Scientists decided to dig deeper. To monitor the evolution of Neptune’s appearance, Chavez and her team analyzed Keck Observatory images taken from 2002 to 2022, archival observations by the Hubble Space Telescope that began in 1994, and data from the Lick Observatory in California from 2018 to 2019. They showed that Neptune’s clouds are closely related to the way our Sun behaves. during its 11-year activity cycle.

The pattern more or less matches the sun’s 11-year activity cycle, the scientist said, albeit with a two-year gap between the sun’s extremes and Neptune’s. It seems that when the Sun is more active, more clouds begin to form on Neptune, and when it is less active, Neptune’s clouds dissipate, new world The report said.

according to NASAIts release, when the sun is stormy, more intense ultraviolet radiation floods the solar system.
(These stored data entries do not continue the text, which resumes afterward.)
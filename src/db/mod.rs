use crate::catalog::Episode;
use serde::{Deserialize, Serialize};
use std::cell::RefCell;
use std::collections::HashMap;
use std::rc::Rc;

#[cfg(target_arch = "wasm32")]
use gloo_storage::{LocalStorage, Storage};

/// Elapsed seconds of the episode that was playing, stored as text.
pub const TIME_PLAYED_KEY: &str = "podplayer.time_played";
/// JSON snapshot of the episode that was playing.
pub const EPISODE_ON_PLAY_KEY: &str = "podplayer.episode_on_play";
const SETTINGS_KEY: &str = "podplayer.settings";

/// Error type for key-value store operations
#[derive(Debug, thiserror::Error)]
pub enum StoreError {
    #[error("storage backend error: {0}")]
    Backend(String),
    #[cfg(not(target_arch = "wasm32"))]
    #[error("database error: {0}")]
    Database(#[from] rusqlite::Error),
    #[error("serialization error: {0}")]
    Serde(#[from] serde_json::Error),
}

/// A single-value-per-key text store. The player only ever needs get, set and
/// clear of a named slot.
pub trait KeyValueStore {
    fn get(&self, key: &str) -> Result<Option<String>, StoreError>;
    fn set(&self, key: &str, value: &str) -> Result<(), StoreError>;
    fn remove(&self, key: &str) -> Result<(), StoreError>;
}

/// Shared handle passed through context.
pub type SharedStore = Rc<dyn KeyValueStore>;

/// In-memory store. Used by tests and as a fallback when no persistent
/// backend is available.
#[derive(Debug, Default, Clone)]
pub struct MemoryStore {
    values: Rc<RefCell<HashMap<String, String>>>,
}

impl MemoryStore {
    pub fn new() -> Self {
        Self::default()
    }
}

impl KeyValueStore for MemoryStore {
    fn get(&self, key: &str) -> Result<Option<String>, StoreError> {
        Ok(self.values.borrow().get(key).cloned())
    }

    fn set(&self, key: &str, value: &str) -> Result<(), StoreError> {
        self.values
            .borrow_mut()
            .insert(key.to_string(), value.to_string());
        Ok(())
    }

    fn remove(&self, key: &str) -> Result<(), StoreError> {
        self.values.borrow_mut().remove(key);
        Ok(())
    }
}

/// Browser `localStorage`.
#[cfg(target_arch = "wasm32")]
#[derive(Debug, Default, Clone, Copy)]
pub struct BrowserStore;

#[cfg(target_arch = "wasm32")]
impl KeyValueStore for BrowserStore {
    fn get(&self, key: &str) -> Result<Option<String>, StoreError> {
        LocalStorage::raw()
            .get_item(key)
            .map_err(|e| StoreError::Backend(format!("{e:?}")))
    }

    fn set(&self, key: &str, value: &str) -> Result<(), StoreError> {
        LocalStorage::raw()
            .set_item(key, value)
            .map_err(|e| StoreError::Backend(format!("{e:?}")))
    }

    fn remove(&self, key: &str) -> Result<(), StoreError> {
        LocalStorage::delete(key);
        Ok(())
    }
}

/// SQLite `settings` table for desktop builds.
#[cfg(not(target_arch = "wasm32"))]
pub struct SqliteStore {
    conn: rusqlite::Connection,
}

#[cfg(not(target_arch = "wasm32"))]
impl SqliteStore {
    pub fn open(path: &std::path::Path) -> Result<Self, StoreError> {
        Self::with_connection(rusqlite::Connection::open(path)?)
    }

    pub fn with_connection(conn: rusqlite::Connection) -> Result<Self, StoreError> {
        conn.execute(
            "CREATE TABLE IF NOT EXISTS settings (
                key TEXT PRIMARY KEY,
                value TEXT NOT NULL
            )",
            [],
        )?;
        Ok(Self { conn })
    }
}

#[cfg(not(target_arch = "wasm32"))]
impl KeyValueStore for SqliteStore {
    fn get(&self, key: &str) -> Result<Option<String>, StoreError> {
        use rusqlite::OptionalExtension;

        let value = self
            .conn
            .query_row(
                "SELECT value FROM settings WHERE key = ?1",
                [key],
                |row: &rusqlite::Row| row.get(0),
            )
            .optional()?;
        Ok(value)
    }

    fn set(&self, key: &str, value: &str) -> Result<(), StoreError> {
        self.conn.execute(
            "INSERT OR REPLACE INTO settings (key, value) VALUES (?1, ?2)",
            [key, value],
        )?;
        Ok(())
    }

    fn remove(&self, key: &str) -> Result<(), StoreError> {
        self.conn
            .execute("DELETE FROM settings WHERE key = ?1", [key])?;
        Ok(())
    }
}

/// Open the platform's persistent store, falling back to memory.
#[cfg(target_arch = "wasm32")]
pub fn open_default_store() -> SharedStore {
    Rc::new(BrowserStore)
}

/// Open the platform's persistent store, falling back to memory.
#[cfg(not(target_arch = "wasm32"))]
pub fn open_default_store() -> SharedStore {
    let data_dir = dirs::data_dir()
        .map(|dir| dir.join("podplayer"))
        .unwrap_or_else(|| std::path::PathBuf::from(".podplayer"));
    if let Err(err) = std::fs::create_dir_all(&data_dir) {
        tracing::warn!("cannot create {}: {err}", data_dir.display());
    }

    match SqliteStore::open(&data_dir.join("podplayer.db")) {
        Ok(store) => Rc::new(store),
        Err(err) => {
            tracing::warn!("falling back to in-memory store: {err}");
            Rc::new(MemoryStore::new())
        }
    }
}

/// User-tunable player settings
#[derive(Debug, Clone, PartialEq, Serialize, Deserialize)]
pub struct AppSettings {
    #[serde(default = "default_skip_seconds")]
    pub skip_seconds: f64,
    #[serde(default = "default_speed_steps")]
    pub speed_steps: Vec<f64>,
    #[serde(default = "default_speed")]
    pub default_speed: f64,
}

fn default_skip_seconds() -> f64 {
    10.0
}

fn default_speed_steps() -> Vec<f64> {
    vec![1.0, 1.25, 1.5, 1.75, 2.0]
}

fn default_speed() -> f64 {
    1.0
}

impl Default for AppSettings {
    fn default() -> Self {
        Self {
            skip_seconds: default_skip_seconds(),
            speed_steps: default_speed_steps(),
            default_speed: default_speed(),
        }
    }
}

impl AppSettings {
    /// The speed after `current` in the cycle. Unknown speeds restart the cycle.
    pub fn next_speed(&self, current: f64) -> f64 {
        let Some(first) = self.speed_steps.first().copied() else {
            return self.default_speed;
        };
        self.speed_steps
            .iter()
            .position(|step| (step - current).abs() < f64::EPSILON)
            .and_then(|idx| self.speed_steps.get(idx + 1).copied())
            .unwrap_or(first)
    }
}

pub fn load_settings(store: &dyn KeyValueStore) -> AppSettings {
    match store.get(SETTINGS_KEY) {
        Ok(Some(json)) => serde_json::from_str(&json).unwrap_or_else(|err| {
            tracing::warn!("ignoring unreadable settings: {err}");
            AppSettings::default()
        }),
        Ok(None) => AppSettings::default(),
        Err(err) => {
            tracing::warn!("failed to load settings: {err}");
            AppSettings::default()
        }
    }
}

pub fn save_settings(store: &dyn KeyValueStore, settings: &AppSettings) -> Result<(), StoreError> {
    let json = serde_json::to_string(settings)?;
    store.set(SETTINGS_KEY, &json)
}

/// Persisted position paired with the episode it belongs to.
#[derive(Debug, Clone, PartialEq)]
pub struct ResumePoint {
    pub elapsed_seconds: f64,
    pub episode: Episode,
}

/// Elapsed seconds written by the last time-update tick.
///
/// Unreadable text yields `None`; storage errors are logged and yield `None`.
pub fn load_time_played(store: &dyn KeyValueStore) -> Option<f64> {
    match store.get(TIME_PLAYED_KEY) {
        Ok(raw) => raw.and_then(|text| text.trim().parse::<f64>().ok()),
        Err(err) => {
            tracing::warn!("failed to read playback position: {err}");
            None
        }
    }
}

pub fn save_time_played(store: &dyn KeyValueStore, seconds: f64) -> Result<(), StoreError> {
    store.set(TIME_PLAYED_KEY, &seconds.to_string())
}

pub fn clear_time_played(store: &dyn KeyValueStore) -> Result<(), StoreError> {
    store.remove(TIME_PLAYED_KEY)
}

pub fn load_episode_on_play(store: &dyn KeyValueStore) -> Option<Episode> {
    match store.get(EPISODE_ON_PLAY_KEY) {
        Ok(raw) => raw.and_then(|json| serde_json::from_str(&json).ok()),
        Err(err) => {
            tracing::warn!("failed to read episode snapshot: {err}");
            None
        }
    }
}

pub fn save_episode_on_play(store: &dyn KeyValueStore, episode: &Episode) -> Result<(), StoreError> {
    let json = serde_json::to_string(episode)?;
    store.set(EPISODE_ON_PLAY_KEY, &json)
}

pub fn clear_episode_on_play(store: &dyn KeyValueStore) -> Result<(), StoreError> {
    store.remove(EPISODE_ON_PLAY_KEY)
}

/// Both halves of the persisted position, or nothing.
pub fn load_resume_point(store: &dyn KeyValueStore) -> Option<ResumePoint> {
    let elapsed_seconds = load_time_played(store)?;
    let episode = load_episode_on_play(store)?;
    Some(ResumePoint {
        elapsed_seconds,
        episode,
    })
}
The team found that two years after the peak of the solar cycle, an increasing number of clouds appear on Neptune. The team also found a positive correlation between the number of clouds and the ice giant’s brightness from sunlight reflecting off it.

“This remarkable data gives us the strongest evidence yet that Neptune’s cloud cover is linked to the sun’s cycle,” said de Pater. “Our findings support the theory that the sun’s ultraviolet radiation, when strong enough, possibly triggers a photochemical reaction that produces Neptune’s clouds.”

Scientists discovered the relationship between the solar cycle and Neptune’s cloudy weather pattern by looking at 2.5 cycles of cloud activity recorded over 29 years of Neptune observations. During this time, the planet’s reflectivity increased in 2002 and then died down in 2007. Neptune brightened again in 2015, then darkened in 2020 to the lowest level ever observed, which is when most of the clouds cleared.

Changes in Neptune’s brightness caused by the Sun appear to rise and fall relatively in sync with the coming and going of clouds on the planet. However, there is a two-year lag between the peak of the solar cycle and the abundance of clouds seen on Neptune. The chemical changes are caused by photochemistry, which occurs high in Neptune’s atmosphere and takes time for clouds to form.

“It’s great to be able to use telescopes on Earth to study the climate of a world more than 2.5 billion miles away,” said Carlos Alvarez, an astronomer at the Keck Observatory and co-author of the study. “Advances in technology and observations have enabled us to constrain models of Neptune’s atmosphere, which are key to understanding the relationship between the ice giant’s climate and the solar cycle.”

However, more work is necessary. For example, while an increase in the sun’s ultraviolet light can produce more clouds and haze, it can also darken them, thus reducing the overall brightness of Neptune. Storms on Neptune rising from the deep atmosphere affect cloud cover, but are not associated with photosynthetic clouds, and thus may complicate correlation studies with the solar cycle. Continuous observations of Neptune are also needed to see how long the near absence of clouds will last.

The research team continues to track Neptune’s cloud activity. “We saw more clouds in the latest Keck images taken during the same time that NASA’s James Webb Space Telescope observed the planet; these clouds were seen in particular at northern latitudes and at high altitudes, as would be expected from the observed increase in the outflow of solar ultraviolet radiation for about the past two years,” De Pater said.

The combined data from the Hubble, Webb Space Telescope, Keck Observatory and Lick Observatory will enable further investigations into the physics and chemistry that lead to Neptune’s dynamic appearance, which in turn may help astronomers deepen understanding not only of Neptune but also of the outer planets where many planets are thought to be. Outside our solar system it has Neptune-like qualities.

The results have been published in the journal Icarus.